San Francisco voters passed a local minimum wage in 2003, becoming the first local jurisdiction to pass a minimum wage rate higher than the federal or state minimum wage.
Eleven years later, San Francisco voters passed Proposition J , which set out to increase local minimum wage to $15 per hour by July 1, 2018.
The law also set the wage to adjust every July 1 thereafter based on the annual increase in the Consumer Price Index , which measures the average change in price over time that consumers pay for goods and services.
While San Francisco has historically led the charge on increasing minimum wage, its new rate is not the highest in the Bay Area.
Effective Saturday, Berkeley will raise its minimum wage rate by about 6%. Pay will be bumped from $16.99 to $18.07.
The City of Mountain View raised its minimum wage to $18.15 per hour this past January, a roughly 6% increase from 2022’s rate of $17.10 per hour. Rate updates are given by the city every November for the following year.
Emeryville will increase its minimum wage rate to $18.67, which is about 5% more than last year’s rate of $17.68.
The minimum wage hikes for San Francisco and other municipalities come as the National Low Income Housing Coalition published its annual “Out of Reach” report earlier this month. It found that a minimum-wage worker in San Francisco would need to work at least three jobs to afford market-rate rent.

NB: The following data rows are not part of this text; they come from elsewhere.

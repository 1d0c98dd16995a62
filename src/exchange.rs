//! Peer-visible exchange cells.
//!
//! Each device owns one contiguous array of slot-pairs, one pair per
//! possible peer, allocated at initialization and zero-filled. Slot-pair `k`
//! belongs to the ordered link (owner, peer `k`): cell 0 is the
//! pointer-exchange cell, cell 1 the completion flag. A device writes its
//! own array to publish receive readiness; the device about to send to it
//! reads (and clears) the same cells remotely. No other framing exists.
//!
//! The pointer cell is a single-slot rendezvous, not a queue: a publisher
//! waits for the previous round's value to be consumed before overwriting
//! it. Published addresses are XOR-combined with the cell's own address so
//! that a genuinely null destination stays distinguishable from the empty
//! cell (the empty sentinel is the unobfuscated zero value, and no
//! destination buffer can alias its own exchange cell).

use crate::types::DeviceId;
use std::sync::atomic::AtomicU64;

/// Cells per ordered (device, peer) link: pointer exchange + completion.
pub const CELLS_PER_LINK: usize = 2;

/// Bytes occupied by one slot-pair.
pub const LINK_STRIDE_BYTES: usize = CELLS_PER_LINK * std::mem::size_of::<u64>();

/// Unobfuscated value of a drained pointer cell.
pub const EMPTY_SLOT: u64 = 0;

/// Completion sentinel written to the flag cell when a transfer has landed.
pub const TRANSFER_DONE: u64 = 11111;

/// Byte offset of the slot-pair for `peer` inside a device's exchange array.
pub fn link_offset(peer: DeviceId) -> usize {
    peer as usize * LINK_STRIDE_BYTES
}

/// A view of the two cells of one ordered link.
#[derive(Debug, Clone, Copy)]
pub struct SlotPair {
    base: u64,
}

impl SlotPair {
    /// Wrap the address of a slot-pair.
    ///
    /// # Safety
    /// `base` must point to `CELLS_PER_LINK` word-aligned `u64` cells that
    /// stay valid for as long as the pair is used.
    pub unsafe fn from_addr(base: u64) -> Self {
        debug_assert_eq!(base % 8, 0, "exchange cells must be word-aligned");
        Self { base }
    }

    /// The pointer-exchange cell.
    pub fn pointer_cell(&self) -> &AtomicU64 {
        unsafe { &*(self.base as *const AtomicU64) }
    }

    /// The completion-flag cell.
    pub fn done_cell(&self) -> &AtomicU64 {
        unsafe { &*((self.base + std::mem::size_of::<u64>() as u64) as *const AtomicU64) }
    }

    /// Obfuscate a destination address for publication.
    pub fn encode_ptr(&self, addr: u64) -> u64 {
        addr ^ self.base
    }

    /// Recover the destination address from a published cell value.
    pub fn decode_ptr(&self, cell_value: u64) -> u64 {
        cell_value ^ self.base
    }
}

/// A bounded spin that ran out of polls (watchdog mode only).
#[derive(Debug, Clone, Copy)]
pub struct SpinExpired {
    pub polls: u64,
}

/// Busy-poll until `poll` yields a value.
///
/// The default (`limit == None`) polls forever: a missing or mismatched
/// counterpart descriptor hangs here, by contract. With a limit the spin
/// gives up after that many failed polls, which callers turn into a
/// watchdog abort.
pub fn spin_until(
    limit: Option<u64>,
    mut poll: impl FnMut() -> Option<u64>,
) -> std::result::Result<u64, SpinExpired> {
    let mut polls = 0u64;
    loop {
        if let Some(v) = poll() {
            return Ok(v);
        }
        polls += 1;
        if let Some(max) = limit {
            if polls >= max {
                return Err(SpinExpired { polls });
            }
        }
        std::hint::spin_loop();
    }
}
impl<P: PeerProbe> CommEngine<P> {
    /// Construct with a custom peer-access probe.
    pub fn with_probe(config: LinkConfig, probe: P) -> Result<Self> {
        config.validate()?;
        Ok(Self {
            config,
            probe,
            devices: Vec::new(),
            initialized: false,
        })
    }

    /// Set up contexts for `device_count` devices and verify full-mesh peer
    /// accessibility. Idempotent: a second call is a no-op.
    pub fn init(&mut self, device_count: u32) -> Result<()> {
        if self.initialized {
            return Ok(());
        }
        if device_count == 0 {
            return Err(LinkError::InvalidDeviceCount(0));
        }

        let exchange_bytes = device_count as usize * LINK_STRIDE_BYTES;
        let mut devices = Vec::with_capacity(device_count as usize);
        for device in 0..device_count {
            let exchange = Arc::new(DeviceBuffer::alloc_zeroed(exchange_bytes)?);
            let work_buf = Arc::new(DeviceBuffer::alloc_zeroed(
                self.config.initial_work_items * std::mem::size_of::<TransferDescriptor>(),
            )?);
            tracing::debug!(device, "device context ready");
            devices.push(DeviceContext {
                device,
                exchange,
                work_buf,
                work_capacity: self.config.initial_work_items,
                pending: Vec::with_capacity(self.config.initial_work_items),
            });
        }

        // full-mesh peer access is a hard precondition for every later
        // operation; refuse to come up partially
        for device in 0..device_count {
            for peer in 0..device_count {
                if device != peer && !self.probe.accessible(device, peer) {
                    return Err(LinkError::PeerAccessDenied { device, peer });
                }
            }
        }

        self.devices = devices;
        self.initialized = true;
        tracing::debug!(device_count, "engine initialized");
        Ok(())
    }

    /// Queue one directed exchange for `device`: receive `recv_size` bytes
    /// from `recv_peer` into `recv_buf`, send `send_size` bytes from
    /// `send_buf` to `send_peer`. Accumulates until [`launch`](Self::launch).
    ///
    /// Exchange cells are always owned by the receiving side: the receive
    /// spec points into `device`'s own array at `recv_peer`'s slot-pair
    /// (where the inbound sender will look), while the send spec points
    /// into `send_peer`'s array at `device`'s slot-pair (where the
    /// recipient publishes its destination for us).
    ///
    /// # Safety
    /// `recv_buf` and `send_buf` must be valid, 8-byte-aligned addresses
    /// covering their respective sizes, and must stay valid and otherwise
    /// untouched until the launching stream has been synchronized. The
    /// caller must queue at most one exchange per ordered (device, peer)
    /// pair per round, and the peer must queue the matching counterpart or
    /// the launch will spin forever.
    #[allow(clippy::too_many_arguments)]
    pub unsafe fn enqueue_send_recv(
        &mut self,
        device: DeviceId,
        recv_peer: DeviceId,
        recv_buf: u64,
        recv_size: usize,
        send_peer: DeviceId,
        send_buf: u64,
        send_size: usize,
    ) -> Result<()> {
        if !self.initialized {
            return Err(LinkError::NotInitialized);
        }
        let device_count = self.devices.len() as u32;
        for id in [device, recv_peer, send_peer] {
            if id >= device_count {
                return Err(LinkError::InvalidDevice {
                    device: id,
                    device_count,
                });
            }
        }
        let recv_size =
            u32::try_from(recv_size).map_err(|_| LinkError::OversizedTransfer { bytes: recv_size })?;
        let send_size =
            u32::try_from(send_size).map_err(|_| LinkError::OversizedTransfer { bytes: send_size })?;

        let recv_exchange = self.devices[device as usize].exchange.addr() + link_offset(recv_peer) as u64;
        let send_exchange = self.devices[send_peer as usize].exchange.addr() + link_offset(device) as u64;

        self.devices[device as usize].pending.push(TransferDescriptor {
            recv: TransferSpec {
                peer: recv_peer,
                size: recv_size,
                exchange: recv_exchange,
                data: recv_buf,
            },
            send: TransferSpec {
                peer: send_peer,
                size: send_size,
                exchange: send_exchange,
                data: send_buf,
            },
            target: 0,
        });
        tracing::trace!(device, recv_peer, send_peer, "exchange queued");
        Ok(())
    }

    /// Launch everything queued for `device` on its stream: serialize the
    /// pending descriptors into the device-resident buffer, then start one
    /// execution group per descriptor.
    ///
    /// Asynchronous: returns once the work is queued. The pending list is
    /// cleared immediately (the serialization captures it), but the
    /// transfers are still in flight until the stream is synchronized, and
    /// payload buffers must not be reused before that.
    pub fn launch(&mut self, device: DeviceId, stream: &Stream) -> Result<()> {
        if !self.initialized {
            return Err(LinkError::NotInitialized);
        }
        let device_count = self.devices.len() as u32;
        if device >= device_count {
            return Err(LinkError::InvalidDevice {
                device,
                device_count,
            });
        }

        // keep every exchange array alive while the round is in flight;
        // descriptors hold raw addresses into local and peer arrays
        let exchanges: Vec<Arc<DeviceBuffer>> = self
            .devices
            .iter()
            .map(|d| Arc::clone(&d.exchange))
            .collect();

        let ctx = &mut self.devices[device as usize];
        if ctx.pending.is_empty() {
            return Ok(());
        }

        if ctx.work_capacity < ctx.pending.len() {
            let requested = ctx.pending.len();
            let capacity = requested * 3 / 2;
            tracing::debug!(
                device = ctx.device,
                old = ctx.work_capacity,
                new = capacity,
                "descriptor buffer regrown"
            );
            ctx.work_buf = Arc::new(DeviceBuffer::alloc_zeroed(
                capacity * std::mem::size_of::<TransferDescriptor>(),
            )?);
            ctx.work_capacity = capacity;
        }

        let items = std::mem::take(&mut ctx.pending);
        let n_groups = items.len();
        let tuning = Tuning {
            width: self.config.group_width,
            block_words: self.config.block_words,
            spin_limit: self.config.spin_limit,
        };
        tracing::debug!(device = ctx.device, groups = n_groups, "launching round");

        let work = Arc::clone(&ctx.work_buf);
        stream.submit(Box::new(move || {
            let src = items.as_ptr() as *const u64;
            let dst = work.addr() as *mut u64;
            for w in 0..n_groups * DESC_WORDS {
                unsafe { dst.add(w).write(src.add(w).read()) };
            }
        }));

        let work = Arc::clone(&ctx.work_buf);
        stream.submit(Box::new(move || {
            kernel::execute_groups(work.addr(), n_groups, tuning);
            drop(exchanges);
        }));
        Ok(())
    }

    /// Engine configuration.
    pub fn config(&self) -> &LinkConfig {
        &self.config
    }

    /// Number of participating devices; zero before initialization.
    pub fn device_count(&self) -> u32 {
        self.devices.len() as u32
    }

    pub fn is_initialized(&self) -> bool {
        self.initialized
    }
}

State housing officials also recently set the upper income limit for a “low-income” single taxpayer in San Francisco as $104,400. The income limits determine eligibility for federal, state and local housing programs.
Housing advocates have used these numbers to demonstrate the high cost of living as a cause of homelessness in San Francisco and elsewhere in the state, especially as San Francisco must build 82,000 homes by 2031.